═════ Data for the task
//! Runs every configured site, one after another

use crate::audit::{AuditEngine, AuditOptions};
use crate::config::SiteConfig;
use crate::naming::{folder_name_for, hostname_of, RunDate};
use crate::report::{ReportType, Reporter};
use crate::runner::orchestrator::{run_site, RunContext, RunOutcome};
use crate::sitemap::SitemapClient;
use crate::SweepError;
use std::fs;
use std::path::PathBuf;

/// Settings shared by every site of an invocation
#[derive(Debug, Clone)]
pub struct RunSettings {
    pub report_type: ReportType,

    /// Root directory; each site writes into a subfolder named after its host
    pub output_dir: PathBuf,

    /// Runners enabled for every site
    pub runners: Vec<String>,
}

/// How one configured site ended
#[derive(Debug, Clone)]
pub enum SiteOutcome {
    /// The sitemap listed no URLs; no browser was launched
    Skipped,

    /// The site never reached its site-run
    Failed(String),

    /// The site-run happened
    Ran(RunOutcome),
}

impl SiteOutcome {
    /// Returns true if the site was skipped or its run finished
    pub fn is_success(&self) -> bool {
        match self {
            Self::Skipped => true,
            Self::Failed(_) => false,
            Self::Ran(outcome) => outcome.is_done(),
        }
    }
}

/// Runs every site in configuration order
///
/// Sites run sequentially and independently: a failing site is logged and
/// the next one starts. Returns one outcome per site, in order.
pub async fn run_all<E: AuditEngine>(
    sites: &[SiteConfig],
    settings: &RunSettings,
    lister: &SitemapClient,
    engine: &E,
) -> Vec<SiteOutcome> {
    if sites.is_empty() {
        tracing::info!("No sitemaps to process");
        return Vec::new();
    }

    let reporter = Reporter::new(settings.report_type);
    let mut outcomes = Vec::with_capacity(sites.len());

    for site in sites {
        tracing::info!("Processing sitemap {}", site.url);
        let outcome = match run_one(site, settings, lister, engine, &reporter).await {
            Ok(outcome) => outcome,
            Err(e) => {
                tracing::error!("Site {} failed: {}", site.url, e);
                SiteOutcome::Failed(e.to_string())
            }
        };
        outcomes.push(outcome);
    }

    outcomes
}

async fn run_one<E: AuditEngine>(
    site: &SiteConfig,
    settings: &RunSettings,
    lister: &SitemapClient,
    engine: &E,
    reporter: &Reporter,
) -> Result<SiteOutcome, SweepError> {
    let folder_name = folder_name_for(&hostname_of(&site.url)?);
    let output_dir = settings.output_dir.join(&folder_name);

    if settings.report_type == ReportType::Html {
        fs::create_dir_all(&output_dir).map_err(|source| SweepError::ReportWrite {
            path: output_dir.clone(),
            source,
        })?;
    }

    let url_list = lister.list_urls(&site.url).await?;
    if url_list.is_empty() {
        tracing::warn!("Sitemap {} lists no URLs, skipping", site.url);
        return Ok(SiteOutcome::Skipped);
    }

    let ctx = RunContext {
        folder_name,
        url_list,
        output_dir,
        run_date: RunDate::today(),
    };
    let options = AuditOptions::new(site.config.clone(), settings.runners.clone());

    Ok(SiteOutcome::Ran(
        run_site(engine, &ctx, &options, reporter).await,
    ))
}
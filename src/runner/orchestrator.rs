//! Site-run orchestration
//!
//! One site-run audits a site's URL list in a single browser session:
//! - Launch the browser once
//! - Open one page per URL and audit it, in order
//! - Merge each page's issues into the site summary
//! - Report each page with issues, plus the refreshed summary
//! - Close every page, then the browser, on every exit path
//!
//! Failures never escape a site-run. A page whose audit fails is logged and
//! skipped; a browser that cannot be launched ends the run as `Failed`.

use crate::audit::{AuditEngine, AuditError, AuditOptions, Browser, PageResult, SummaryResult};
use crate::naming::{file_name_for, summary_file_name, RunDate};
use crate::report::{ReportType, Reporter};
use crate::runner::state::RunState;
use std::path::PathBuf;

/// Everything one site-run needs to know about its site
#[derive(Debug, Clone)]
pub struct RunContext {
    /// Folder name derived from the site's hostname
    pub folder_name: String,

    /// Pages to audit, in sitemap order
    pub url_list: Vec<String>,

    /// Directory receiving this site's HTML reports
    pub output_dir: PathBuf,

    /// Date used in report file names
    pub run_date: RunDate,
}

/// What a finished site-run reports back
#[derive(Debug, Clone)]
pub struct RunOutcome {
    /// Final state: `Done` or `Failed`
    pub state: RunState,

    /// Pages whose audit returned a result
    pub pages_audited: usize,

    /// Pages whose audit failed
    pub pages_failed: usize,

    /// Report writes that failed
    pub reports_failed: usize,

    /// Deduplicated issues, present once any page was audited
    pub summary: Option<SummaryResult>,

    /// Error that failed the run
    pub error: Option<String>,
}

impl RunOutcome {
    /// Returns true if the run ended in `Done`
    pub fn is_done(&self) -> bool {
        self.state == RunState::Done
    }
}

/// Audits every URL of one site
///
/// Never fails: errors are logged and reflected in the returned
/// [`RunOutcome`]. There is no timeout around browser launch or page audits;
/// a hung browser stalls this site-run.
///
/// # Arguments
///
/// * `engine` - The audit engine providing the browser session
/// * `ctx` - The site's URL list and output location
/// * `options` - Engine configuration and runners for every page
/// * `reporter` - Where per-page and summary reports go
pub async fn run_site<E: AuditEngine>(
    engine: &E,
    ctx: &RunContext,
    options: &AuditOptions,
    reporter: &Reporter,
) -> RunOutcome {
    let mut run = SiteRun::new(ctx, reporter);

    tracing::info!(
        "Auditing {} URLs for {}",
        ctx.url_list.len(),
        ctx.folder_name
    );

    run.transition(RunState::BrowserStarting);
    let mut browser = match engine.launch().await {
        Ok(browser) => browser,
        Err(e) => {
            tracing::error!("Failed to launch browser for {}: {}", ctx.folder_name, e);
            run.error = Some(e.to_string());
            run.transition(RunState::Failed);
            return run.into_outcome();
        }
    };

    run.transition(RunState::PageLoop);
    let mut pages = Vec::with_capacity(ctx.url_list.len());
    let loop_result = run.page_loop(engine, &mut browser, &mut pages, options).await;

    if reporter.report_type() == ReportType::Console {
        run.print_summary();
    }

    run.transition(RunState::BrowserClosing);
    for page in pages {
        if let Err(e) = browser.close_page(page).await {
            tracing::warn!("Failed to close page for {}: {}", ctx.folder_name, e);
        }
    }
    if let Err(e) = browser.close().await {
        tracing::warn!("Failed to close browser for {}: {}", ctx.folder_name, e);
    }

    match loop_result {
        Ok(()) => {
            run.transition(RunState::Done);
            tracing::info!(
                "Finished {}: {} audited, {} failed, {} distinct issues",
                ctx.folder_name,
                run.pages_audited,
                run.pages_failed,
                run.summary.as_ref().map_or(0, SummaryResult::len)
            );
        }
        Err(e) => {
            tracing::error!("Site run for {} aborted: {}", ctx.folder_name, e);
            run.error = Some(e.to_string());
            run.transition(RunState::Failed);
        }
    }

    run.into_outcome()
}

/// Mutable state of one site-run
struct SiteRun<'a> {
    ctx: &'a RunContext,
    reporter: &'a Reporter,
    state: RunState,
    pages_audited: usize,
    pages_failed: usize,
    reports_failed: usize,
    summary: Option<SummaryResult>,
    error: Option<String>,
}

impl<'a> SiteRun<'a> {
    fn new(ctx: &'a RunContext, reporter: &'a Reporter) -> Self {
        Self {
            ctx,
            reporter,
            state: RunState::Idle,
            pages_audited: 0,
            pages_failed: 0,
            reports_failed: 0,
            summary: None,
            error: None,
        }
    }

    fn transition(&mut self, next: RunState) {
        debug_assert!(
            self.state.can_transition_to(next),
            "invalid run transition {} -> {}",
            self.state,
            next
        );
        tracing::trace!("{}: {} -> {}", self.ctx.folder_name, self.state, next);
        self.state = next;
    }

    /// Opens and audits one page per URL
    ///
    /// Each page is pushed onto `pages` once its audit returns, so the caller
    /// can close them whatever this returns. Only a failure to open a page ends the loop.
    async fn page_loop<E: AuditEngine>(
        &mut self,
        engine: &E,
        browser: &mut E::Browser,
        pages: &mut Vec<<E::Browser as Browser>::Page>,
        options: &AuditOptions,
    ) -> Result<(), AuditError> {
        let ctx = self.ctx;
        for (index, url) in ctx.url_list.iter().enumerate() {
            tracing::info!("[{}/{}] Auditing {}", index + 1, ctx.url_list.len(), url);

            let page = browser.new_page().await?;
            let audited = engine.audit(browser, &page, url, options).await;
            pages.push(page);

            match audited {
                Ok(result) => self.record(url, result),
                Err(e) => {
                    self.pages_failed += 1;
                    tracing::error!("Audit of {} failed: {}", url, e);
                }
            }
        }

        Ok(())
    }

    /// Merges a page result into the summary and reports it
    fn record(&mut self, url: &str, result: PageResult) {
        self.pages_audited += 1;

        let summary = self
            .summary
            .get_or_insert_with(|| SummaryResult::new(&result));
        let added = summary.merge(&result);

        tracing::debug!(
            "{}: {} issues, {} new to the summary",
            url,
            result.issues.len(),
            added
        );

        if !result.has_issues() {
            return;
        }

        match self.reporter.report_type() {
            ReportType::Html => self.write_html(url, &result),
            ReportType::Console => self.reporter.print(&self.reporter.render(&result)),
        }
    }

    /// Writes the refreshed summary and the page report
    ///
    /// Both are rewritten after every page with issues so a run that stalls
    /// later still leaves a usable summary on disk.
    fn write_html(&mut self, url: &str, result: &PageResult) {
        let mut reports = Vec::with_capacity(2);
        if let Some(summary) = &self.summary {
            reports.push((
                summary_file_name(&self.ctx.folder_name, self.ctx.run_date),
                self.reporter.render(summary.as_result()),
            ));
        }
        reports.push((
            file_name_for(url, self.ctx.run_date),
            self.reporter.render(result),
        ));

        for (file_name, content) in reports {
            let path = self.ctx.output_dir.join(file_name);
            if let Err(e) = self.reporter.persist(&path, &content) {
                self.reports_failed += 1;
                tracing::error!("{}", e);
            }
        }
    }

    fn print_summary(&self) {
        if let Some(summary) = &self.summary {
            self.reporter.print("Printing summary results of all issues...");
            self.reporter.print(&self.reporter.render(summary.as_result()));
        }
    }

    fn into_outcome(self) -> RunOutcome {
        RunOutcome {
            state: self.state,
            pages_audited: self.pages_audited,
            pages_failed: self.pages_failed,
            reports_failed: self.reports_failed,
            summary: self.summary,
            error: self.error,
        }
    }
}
══════════
Transcribe the lines above between the line holding "pub struct RunContext" and the line holding "for every page", inclusive, exactly as they stand and with nothing added.

pub struct RunContext {
    /// Folder name derived from the site's hostname
    pub folder_name: String,

    /// Pages to audit, in sitemap order
    pub url_list: Vec<String>,

    /// Directory receiving this site's HTML reports
    pub output_dir: PathBuf,

    /// Date used in report file names
    pub run_date: RunDate,
}

/// What a finished site-run reports back
#[derive(Debug, Clone)]
pub struct RunOutcome {
    /// Final state: `Done` or `Failed`
    pub state: RunState,

    /// Pages whose audit returned a result
    pub pages_audited: usize,

    /// Pages whose audit failed
    pub pages_failed: usize,

    /// Report writes that failed
    pub reports_failed: usize,

    /// Deduplicated issues, present once any page was audited
    pub summary: Option<SummaryResult>,

    /// Error that failed the run
    pub error: Option<String>,
}

impl RunOutcome {
    /// Returns true if the run ended in `Done`
    pub fn is_done(&self) -> bool {
        self.state == RunState::Done
    }
}

/// Audits every URL of one site
///
/// Never fails: errors are logged and reflected in the returned
/// [`RunOutcome`]. There is no timeout around browser launch or page audits;
/// a hung browser stalls this site-run.
///
/// # Arguments
///
/// * `engine` - The audit engine providing the browser session
/// * `ctx` - The site's URL list and output location
/// * `options` - Engine configuration and runners for every page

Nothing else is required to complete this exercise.